- **Activity**:
Go through the records and report each line holding the string "PeriodKind".

Task data below:

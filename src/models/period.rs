//! Calculation period and payroll run parameters.
//!
//! A [`CalculationPeriod`] is what the caller asks for: a calendar month or an
//! arbitrary inclusive date range. It is resolved into a [`PeriodRange`] with
//! concrete bounds before any calculation runs.

use chrono::NaiveDate;
use serde::{Deserialize, Serialize};

use crate::error::{EngineError, EngineResult};

use super::PayType;

/// The period a payroll run covers, as requested by the caller.
///
/// # Example
///
/// ```
/// use payroll_engine::models::CalculationPeriod;
/// use chrono::NaiveDate;
///
/// let period = CalculationPeriod::CalendarMonth { year: 2026, month: 2 };
/// let range = period.resolve().unwrap();
/// assert_eq!(range.end_date, NaiveDate::from_ymd_opt(2026, 2, 28).unwrap());
/// assert_eq!(range.days_in_range(), 28);
/// ```
#[derive(Debug, Clone, PartialEq, Eq, Serialize, Deserialize)]
#[serde(tag = "type", rename_all = "snake_case")]
pub enum CalculationPeriod {
    /// A whole calendar month.
    CalendarMonth {
        /// The year.
        year: i32,
        /// The month, 1 through 12.
        month: u32,
    },
    /// An arbitrary inclusive date range.
    CustomRange {
        /// First day of the range (inclusive).
        start_date: NaiveDate,
        /// Last day of the range (inclusive).
        end_date: NaiveDate,
    },
}

/// Which kind of period a [`PeriodRange`] was resolved from.
#[derive(Debug, Clone, Copy, PartialEq, Eq, Serialize, Deserialize)]
#[serde(rename_all = "snake_case")]
pub enum PeriodKind {
    /// Resolved from [`CalculationPeriod::CalendarMonth`].
    CalendarMonth,
    /// Resolved from [`CalculationPeriod::CustomRange`].
    CustomRange,
}

/// A resolved calculation period with concrete inclusive bounds.
#[derive(Debug, Clone, Copy, PartialEq, Eq, Serialize, Deserialize)]
pub struct PeriodRange {
    /// The kind of period this range came from.
    pub kind: PeriodKind,
    /// First day of the range (inclusive).
    pub start_date: NaiveDate,
    /// Last day of the range (inclusive).
    pub end_date: NaiveDate,
}

impl CalculationPeriod {
    /// Resolves the period into concrete bounds.
    ///
    /// Fails with [`EngineError::InvalidPeriod`] for a month outside 1..=12,
    /// an unrepresentable year, or a custom range that ends before it starts.
    pub fn resolve(&self) -> EngineResult<PeriodRange> {
        match *self {
            CalculationPeriod::CalendarMonth { year, month } => {
                let start_date = NaiveDate::from_ymd_opt(year, month, 1).ok_or_else(|| {
                    EngineError::InvalidPeriod {
                        message: format!("{}-{:02} is not a valid calendar month", year, month),
                    }
                })?;
                let (next_year, next_month) = if month == 12 {
                    (year + 1, 1)
                } else {
                    (year, month + 1)
                };
                let end_date = NaiveDate::from_ymd_opt(next_year, next_month, 1)
                    .and_then(|d| d.pred_opt())
                    .ok_or_else(|| EngineError::InvalidPeriod {
                        message: format!("{}-{:02} has no representable end date", year, month),
                    })?;

                Ok(PeriodRange {
                    kind: PeriodKind::CalendarMonth,
                    start_date,
                    end_date,
                })
            }
            CalculationPeriod::CustomRange {
                start_date,
                end_date,
            } => {
                if end_date < start_date {
                    return Err(EngineError::InvalidPeriod {
                        message: format!(
                            "end date {} is before start date {}",
                            end_date, start_date
                        ),
                    });
                }
                Ok(PeriodRange {
                    kind: PeriodKind::CustomRange,
                    start_date,
                    end_date,
                })
            }
        }
    }
}

impl PeriodRange {
    /// Checks if a date falls within the range (inclusive on both ends).
    pub fn contains_date(&self, date: NaiveDate) -> bool {
        date >= self.start_date && date <= self.end_date
    }

    /// Number of calendar days in the range, counting both ends.
    pub fn days_in_range(&self) -> i64 {
        (self.end_date - self.start_date).num_days() + 1
    }
}

/// Parameters selecting who and what period a payroll run covers.
#[derive(Debug, Clone, PartialEq, Eq, Serialize, Deserialize)]
pub struct PayrollParameters {
    /// The period to calculate.
    pub period: CalculationPeriod,
    /// Only include employees with this pay type.
    #[serde(default)]
    pub pay_type: Option<PayType>,
    /// Only include employees in this department.
    #[serde(default)]
    pub department: Option<String>,
}

impl PayrollParameters {
    /// Returns true if an employee with the given pay type and department
    /// passes both filters.
    pub fn matches(&self, pay_type: PayType, department: &str) -> bool {
        self.pay_type.is_none_or(|wanted| wanted == pay_type)
            && self
                .department
                .as_deref()
                .is_none_or(|wanted| wanted == department)
    }
}
//! Late-arrival deduction.

use rust_decimal::Decimal;
use serde::{Deserialize, Serialize};

use crate::config::{LateDeductionType, SystemConfig};
use crate::models::AuditStep;

use super::rounding::round_currency;

/// The result of the late-arrival deduction.
#[derive(Debug, Clone, PartialEq, Eq, Serialize, Deserialize)]
pub struct LateDeductionResult {
    /// Deduction amount, rounded to whole currency units.
    pub amount: Decimal,
    /// The audit step recording this calculation.
    pub audit_step: AuditStep,
}

/// Calculates the deduction for late arrivals under the configured policy.
///
/// - `none`: nothing is deducted.
/// - `pro_rated`: late minutes are charged at the hourly rate.
/// - `fixed_per_minute`: late minutes are charged at `late_deduction_rate`.
///
/// # Example
///
/// ```
/// use payroll_engine::calculation::calculate_late_deduction;
/// use payroll_engine::config::{LateDeductionType, SystemConfig};
/// use rust_decimal::Decimal;
///
/// let config = SystemConfig {
///     late_deduction_type: LateDeductionType::ProRated,
///     ..Default::default()
/// };
///
/// // 40/60 * 125 = 83.33
/// let result = calculate_late_deduction(40, Decimal::new(125, 0), &config, 5);
/// assert_eq!(result.amount, Decimal::new(83, 0));
/// ```
pub fn calculate_late_deduction(
    total_late_minutes: u32,
    hourly_rate: Decimal,
    config: &SystemConfig,
    step_number: u32,
) -> LateDeductionResult {
    let minutes = Decimal::from(total_late_minutes);

    let (raw, reasoning) = match config.late_deduction_type {
        LateDeductionType::None => (
            Decimal::ZERO,
            "Late deduction disabled".to_string(),
        ),
        LateDeductionType::ProRated => (
            (minutes / Decimal::from(60)).saturating_mul(hourly_rate),
            format!("{} late minute(s) / 60 x hourly rate {}", total_late_minutes, hourly_rate),
        ),
        LateDeductionType::FixedPerMinute => (
            minutes.saturating_mul(config.late_deduction_rate),
            format!(
                "{} late minute(s) x {} per minute",
                total_late_minutes, config.late_deduction_rate
            ),
        ),
    };
    let amount = round_currency(raw);

    let audit_step = AuditStep {
        step_number,
        rule_id: "late_deduction".to_string(),
        rule_name: "Late Arrival Deduction".to_string(),
        input: serde_json::json!({
            "late_deduction_type": config.late_deduction_type,
            "late_deduction_rate": config.late_deduction_rate.to_string(),
            "total_late_minutes": total_late_minutes,
            "hourly_rate": hourly_rate.to_string()
        }),
        output: serde_json::json!({
            "amount": amount.to_string()
        }),
        reasoning: format!("{} = {}", reasoning, amount),
    };

    LateDeductionResult { amount, audit_step }
}
//! Day classification.
//!
//! Decides what kind of day a calendar date is for one employee: a custom
//! holiday, a swapped day, a weekly holiday, or a normal workday. The result
//! drives both the overtime tier and the custom-holiday work bonus.

use std::collections::HashSet;

use chrono::{Datelike, NaiveDate};

use crate::config::SystemConfig;
use crate::models::{CustomHoliday, Employee, OtTier, SwapRequest};

/// The effective type of a day for one employee.
///
/// Exactly one variant applies to any date. Precedence, highest first:
/// custom holiday, swapped-to-workday, swapped-to-holiday, weekly holiday,
/// normal.
///
/// # Example
///
/// ```
/// use payroll_engine::calculation::DayClassification;
/// use payroll_engine::models::OtTier;
///
/// assert_eq!(DayClassification::SwappedToHoliday.ot_tier(), OtTier::Holiday);
/// assert_eq!(DayClassification::SwappedToWorkday.ot_tier(), OtTier::Normal);
/// ```
#[derive(Debug, Clone, Copy, PartialEq, Eq)]
pub enum DayClassification<'a> {
    /// A regular workday.
    Normal,
    /// A recurring weekly day off.
    WeeklyHoliday,
    /// An organisation-defined holiday. Never reclassified by swaps.
    CustomHoliday(&'a CustomHoliday),
    /// A weekly holiday the employee swapped to work.
    SwappedToWorkday,
    /// A workday the employee swapped to take off.
    SwappedToHoliday,
}

impl DayClassification<'_> {
    /// The overtime tier for overtime worked on a day of this type.
    pub fn ot_tier(&self) -> OtTier {
        match self {
            DayClassification::CustomHoliday(_) => OtTier::Special,
            DayClassification::WeeklyHoliday | DayClassification::SwappedToHoliday => {
                OtTier::Holiday
            }
            DayClassification::Normal | DayClassification::SwappedToWorkday => OtTier::Normal,
        }
    }

    /// Short machine-readable label used in audit output.
    pub fn label(&self) -> &'static str {
        match self {
            DayClassification::Normal => "normal",
            DayClassification::WeeklyHoliday => "weekly_holiday",
            DayClassification::CustomHoliday(_) => "custom_holiday",
            DayClassification::SwappedToWorkday => "swapped_to_workday",
            DayClassification::SwappedToHoliday => "swapped_to_holiday",
        }
    }
}

impl std::fmt::Display for DayClassification<'_> {
    fn fmt(&self, f: &mut std::fmt::Formatter<'_>) -> std::fmt::Result {
        match self {
            DayClassification::CustomHoliday(h) => write!(f, "custom_holiday({})", h.name),
            other => write!(f, "{}", other.label()),
        }
    }
}

/// The holiday rules that apply to one employee.
///
/// Built once per employee and then queried for every date that needs
/// classifying.
#[derive(Debug, Clone)]
pub struct HolidayPolicy<'a> {
    weekly_holidays: [bool; 7],
    custom_holidays: &'a [CustomHoliday],
    swap_work_dates: HashSet<NaiveDate>,
    swap_holiday_dates: HashSet<NaiveDate>,
}

impl<'a> HolidayPolicy<'a> {
    /// Creates a policy from explicit parts.
    ///
    /// Weekday indices outside 0..=6 are ignored. Only approved swaps are
    /// taken into account.
    pub fn new<'s, I>(
        weekly_holidays: &[u8],
        custom_holidays: &'a [CustomHoliday],
        swaps: I,
    ) -> Self
    where
        I: IntoIterator<Item = &'s SwapRequest>,
    {
        let mut weekdays = [false; 7];
        for &index in weekly_holidays {
            if let Some(slot) = weekdays.get_mut(index as usize) {
                *slot = true;
            }
        }

        let mut swap_work_dates = HashSet::new();
        let mut swap_holiday_dates = HashSet::new();
        for swap in swaps.into_iter().filter(|s| s.is_approved()) {
            swap_work_dates.insert(swap.work_date);
            swap_holiday_dates.insert(swap.holiday_date);
        }

        Self {
            weekly_holidays: weekdays,
            custom_holidays,
            swap_work_dates,
            swap_holiday_dates,
        }
    }

    /// Resolves the policy for an employee.
    ///
    /// With `use_individual_holidays` set, the employee's own custom holidays
    /// replace the system list, and the employee's weekly holidays replace the
    /// system set when the employee has an override. Swaps belonging to other
    /// employees are ignored.
    pub fn for_employee<'s, I>(employee: &'a Employee, config: &'a SystemConfig, swaps: I) -> Self
    where
        I: IntoIterator<Item = &'s SwapRequest>,
    {
        let (weekly, custom): (&[u8], &'a [CustomHoliday]) = if config.use_individual_holidays {
            (
                employee
                    .weekly_holidays
                    .as_deref()
                    .unwrap_or(config.weekly_holidays.as_slice()),
                employee.custom_holidays.as_slice(),
            )
        } else {
            (
                config.weekly_holidays.as_slice(),
                config.custom_holidays.as_slice(),
            )
        };

        let own_swaps = swaps
            .into_iter()
            .filter(|s| s.employee_id == employee.id);

        Self::new(weekly, custom, own_swaps)
    }

    /// Classifies a date under this policy.
    pub fn classify(&self, date: NaiveDate) -> DayClassification<'a> {
        classify_day(date, self)
    }
}

/// Classifies a date for the employee whose policy is given.
///
/// The first matching rule wins:
/// 1. the date is a custom holiday (first match in list order)
/// 2. the date is the work date of an approved swap
/// 3. the date is the holiday date of an approved swap
/// 4. the weekday is a weekly holiday
/// 5. otherwise a normal day
///
/// # Example
///
/// ```
/// use payroll_engine::calculation::{classify_day, DayClassification, HolidayPolicy};
/// use chrono::NaiveDate;
///
/// let policy = HolidayPolicy::new(&[0, 6], &[], []);
///
/// // 2026-01-17 is a Saturday, 2026-01-19 a Monday
/// let saturday = NaiveDate::from_ymd_opt(2026, 1, 17).unwrap();
/// let monday = NaiveDate::from_ymd_opt(2026, 1, 19).unwrap();
/// assert_eq!(classify_day(saturday, &policy), DayClassification::WeeklyHoliday);
/// assert_eq!(classify_day(monday, &policy), DayClassification::Normal);
/// ```
pub fn classify_day<'a>(date: NaiveDate, policy: &HolidayPolicy<'a>) -> DayClassification<'a> {
    if let Some(holiday) = policy.custom_holidays.iter().find(|h| h.falls_on(date)) {
        return DayClassification::CustomHoliday(holiday);
    }
    if policy.swap_work_dates.contains(&date) {
        return DayClassification::SwappedToWorkday;
    }
    if policy.swap_holiday_dates.contains(&date) {
        return DayClassification::SwappedToHoliday;
    }
    if policy.weekly_holidays[date.weekday().num_days_from_sunday() as usize] {
        return DayClassification::WeeklyHoliday;
    }
    DayClassification::Normal
}
//! HTTP server for the payroll engine.
//!
//! Environment:
//! - `PAYROLL_CONFIG_DIR`: directory holding `system.yaml` and an optional
//!   `holidays.yaml` (default `./config/default`)
//! - `PAYROLL_BIND_ADDR`: listen address (default `127.0.0.1:3000`)
//! - `RUST_LOG`: tracing filter (default `info`)

use payroll_engine::api::{create_router, AppState};
use payroll_engine::config::ConfigLoader;
use tracing::info;
use tracing_subscriber::{layer::SubscriberExt, util::SubscriberInitExt};

const DEFAULT_CONFIG_DIR: &str = "./config/default";
const DEFAULT_BIND_ADDR: &str = "127.0.0.1:3000";

#[tokio::main]
async fn main() -> Result<(), Box<dyn std::error::Error>> {
    tracing_subscriber::registry()
        .with(
            tracing_subscriber::EnvFilter::try_from_default_env()
                .unwrap_or_else(|_| "info".into()),
        )
        .with(tracing_subscriber::fmt::layer())
        .init();

    let config_dir =
        std::env::var("PAYROLL_CONFIG_DIR").unwrap_or_else(|_| DEFAULT_CONFIG_DIR.to_string());
    let addr = std::env::var("PAYROLL_BIND_ADDR").unwrap_or_else(|_| DEFAULT_BIND_ADDR.to_string());

    let loader = ConfigLoader::load(&config_dir)?;
    info!(
        config_dir = %config_dir,
        custom_holidays = loader.config().custom_holidays.len(),
        late_deduction_type = ?loader.config().late_deduction_type,
        "Configuration loaded"
    );

    let app = create_router(AppState::new(loader));

    let listener = tokio::net::TcpListener::bind(&addr).await?;
    info!("Listening on http://{}", addr);
    axum::serve(listener, app).await?;

    Ok(())
}
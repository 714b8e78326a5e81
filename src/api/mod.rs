//! HTTP API module for the payroll engine.
//!
//! This module exposes the payroll run over HTTP for callers that have
//! already fetched their employee, attendance and request collections.

mod handlers;
mod request;
mod response;
mod state;

pub use handlers::create_router;
pub use request::PayrollRequest;
pub use response::{ApiError, ApiErrorResponse};
pub use state::AppState;
//! Overtime and shift-swap request models.

use chrono::{NaiveDate, NaiveDateTime};
use rust_decimal::Decimal;
use serde::{Deserialize, Serialize};

/// Approval state shared by overtime and swap requests.
#[derive(Debug, Clone, Copy, PartialEq, Eq, Serialize, Deserialize)]
#[serde(rename_all = "snake_case")]
pub enum RequestStatus {
    /// Awaiting a decision.
    Pending,
    /// Approved by an administrator.
    Approved,
    /// Rejected by an administrator.
    Rejected,
}

/// An overtime request.
///
/// `start_time` and `end_time` are optional on the wire so that malformed
/// records can be skipped instead of rejecting the whole payload.
#[derive(Debug, Clone, PartialEq, Eq, Serialize, Deserialize)]
pub struct OtRequest {
    /// Unique identifier for the request.
    pub id: String,
    /// The employee who worked the overtime.
    pub employee_id: String,
    /// The day the overtime was worked; drives tier classification.
    pub date: NaiveDate,
    /// When the overtime started.
    #[serde(default)]
    pub start_time: Option<NaiveDateTime>,
    /// When the overtime ended.
    #[serde(default)]
    pub end_time: Option<NaiveDateTime>,
    /// Approval state.
    pub status: RequestStatus,
    /// Free-text justification.
    #[serde(default)]
    pub reason: Option<String>,
}

impl OtRequest {
    /// Returns true if the request was approved.
    pub fn is_approved(&self) -> bool {
        self.status == RequestStatus::Approved
    }

    /// Returns the overtime duration in hours.
    ///
    /// Returns `None` when either instant is missing. Zero or negative
    /// durations yield zero hours.
    ///
    /// # Examples
    ///
    /// ```
    /// use payroll_engine::models::{OtRequest, RequestStatus};
    /// use chrono::{NaiveDate, NaiveDateTime};
    /// use rust_decimal::Decimal;
    ///
    /// let request = OtRequest {
    ///     id: "ot_001".to_string(),
    ///     employee_id: "emp_001".to_string(),
    ///     date: NaiveDate::from_ymd_opt(2026, 1, 15).unwrap(),
    ///     start_time: Some(NaiveDateTime::parse_from_str("2026-01-15 18:00:00", "%Y-%m-%d %H:%M:%S").unwrap()),
    ///     end_time: Some(NaiveDateTime::parse_from_str("2026-01-15 20:30:00", "%Y-%m-%d %H:%M:%S").unwrap()),
    ///     status: RequestStatus::Approved,
    ///     reason: None,
    /// };
    /// assert_eq!(request.duration_hours(), Some(Decimal::new(25, 1)));
    /// ```
    pub fn duration_hours(&self) -> Option<Decimal> {
        let (start, end) = (self.start_time?, self.end_time?);
        let seconds = (end - start).num_seconds();
        if seconds <= 0 {
            return Some(Decimal::ZERO);
        }
        Some(Decimal::new(seconds, 0) / Decimal::new(3600, 0))
    }
}

/// A shift-swap request: work a weekly holiday, take a workday off instead.
#[derive(Debug, Clone, PartialEq, Eq, Serialize, Deserialize)]
pub struct SwapRequest {
    /// Unique identifier for the request.
    pub id: String,
    /// The employee swapping days.
    pub employee_id: String,
    /// A weekly holiday the employee will work.
    pub work_date: NaiveDate,
    /// A normal workday the employee will take off.
    pub holiday_date: NaiveDate,
    /// Approval state.
    pub status: RequestStatus,
}

impl SwapRequest {
    /// Returns true if the request was approved.
    pub fn is_approved(&self) -> bool {
        self.status == RequestStatus::Approved
    }
}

End of Task data.

- **Exercise result**:
pub enum PeriodKind {
    pub kind: PeriodKind,
                    kind: PeriodKind::CalendarMonth,
                    kind: PeriodKind::CustomRange,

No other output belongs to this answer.